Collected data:
use serde::{Deserialize, Serialize};
use serde_json::{Map, Value};
use std::fmt;

use super::record_type::RecordType;

/// Identifier of a record, used to address it in update/delete calls and to
/// key its row in the admin list. Numeric ids are kept in their decimal form.
#[derive(Debug, Clone, PartialEq, Eq, Hash, PartialOrd, Ord, Serialize, Deserialize)]
#[serde(transparent)]
pub struct RecordId(String);

impl RecordId {
    pub fn new(id: impl Into<String>) -> Self {
        Self(id.into())
    }

    pub fn as_str(&self) -> &str {
        &self.0
    }
}

impl fmt::Display for RecordId {
    fn fmt(&self, f: &mut fmt::Formatter<'_>) -> fmt::Result {
        f.write_str(&self.0)
    }
}

impl From<&str> for RecordId {
    fn from(id: &str) -> Self {
        Self::new(id)
    }
}

/// One persisted item of a record type: a flat JSON object whose keys are the
/// column names of the type's schema.
///
/// The client assumes nothing about the values beyond what the schema's input
/// kind implies.
#[derive(Debug, Clone, PartialEq, Default, Serialize, Deserialize)]
#[serde(transparent)]
pub struct Record {
    fields: Map<String, Value>,
}

impl Record {
    pub fn new(fields: Map<String, Value>) -> Self {
        Self { fields }
    }

    /// The record's `id` field, stringified. Records without one get an empty id.
    pub fn id(&self) -> RecordId {
        RecordId::new(self.fields.get("id").and_then(display_value).unwrap_or_default())
    }

    pub fn get(&self, name: &str) -> Option<&Value> {
        self.fields.get(name)
    }

    pub fn fields(&self) -> &Map<String, Value> {
        &self.fields
    }

    /// Title of the record's row: `topic`, `title` or `name` when present,
    /// otherwise `"{type} #{id}"`.
    pub fn display_title(&self, record_type: &RecordType) -> String {
        ["topic", "title", "name"]
            .iter()
            .filter_map(|key| self.fields.get(*key).and_then(display_value))
            .find(|title| !title.is_empty())
            .unwrap_or_else(|| format!("{} #{}", record_type, self.id()))
    }

    /// Case-insensitive substring match against every non-null field value.
    /// `needle` must already be lower-cased.
    pub fn matches(&self, needle: &str) -> bool {
        needle.is_empty()
            || self
                .fields
                .values()
                .filter_map(display_value)
                .any(|value| value.to_lowercase().contains(needle))
    }
}

impl From<Value> for Record {
    fn from(value: Value) -> Self {
        match value {
            Value::Object(fields) => Self::new(fields),
            _ => Self::default(),
        }
    }
}

/// Stringifies a JSON value the way it is shown in an input: strings verbatim,
/// other scalars in their JSON form. `null` has no text.
pub fn display_value(value: &Value) -> Option<String> {
    match value {
        Value::Null => None,
        Value::String(s) => Some(s.clone()),
        other => Some(other.to_string()),
    }
}

/// Checkbox state of a JSON value. Strings count as checked when they read
/// `true`, `1`, `yes` or `on`; the server serialises some flags as strings.
pub fn is_truthy(value: &Value) -> bool {
    match value {
        Value::Bool(b) => *b,
        Value::Number(n) => n.as_f64().is_some_and(|n| n != 0.0),
        Value::String(s) => {
            let s = s.trim();
            ["true", "1", "yes", "on"].iter().any(|t| s.eq_ignore_ascii_case(t))
        }
        _ => false,
    }
}

#[cfg(test)]
mod tests {
    use super::*;
    use serde_json::json;

    fn record(value: Value) -> Record {
        Record::from(value)
    }

    #[test]
    fn id_is_stringified() {
        assert_eq!(record(json!({"id": 7})).id(), RecordId::from("7"));
        assert_eq!(record(json!({"id": "a-1"})).id(), RecordId::from("a-1"));
        assert_eq!(record(json!({"topic": "x"})).id(), RecordId::from(""));
    }

    #[test]
    fn title_prefers_topic_then_title_then_name() {
        let kind = RecordType::from("thoughts");
        assert_eq!(record(json!({"id": 1, "topic": "T", "title": "X"})).display_title(&kind), "T");
        assert_eq!(record(json!({"id": 1, "topic": "", "name": "N"})).display_title(&kind), "N");
        assert_eq!(record(json!({"id": 4, "topic": null})).display_title(&kind), "thoughts #4");
    }

    #[test]
    fn matching_skips_nulls_and_ignores_case() {
        let r = record(json!({"id": 12, "topic": "Flying Cars", "tag": null, "done": true}));
        assert!(r.matches("flying"));
        assert!(r.matches("12"));
        assert!(r.matches("true"));
        assert!(!r.matches("null"));
        assert!(r.matches(""));
    }

    #[test]
    fn truthiness() {
        assert!(is_truthy(&json!(true)));
        assert!(is_truthy(&json!(1)));
        assert!(is_truthy(&json!("TRUE")));
        assert!(!is_truthy(&json!("false")));
        assert!(!is_truthy(&json!(0)));
        assert!(!is_truthy(&Value::Null));
    }
}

Activity: Check each line above for the string "their", then copy the ones that have it.

Task output:
/// key its row in the admin list. Numeric ids are kept in their decimal form.
/// other scalars in their JSON form. `null` has no text.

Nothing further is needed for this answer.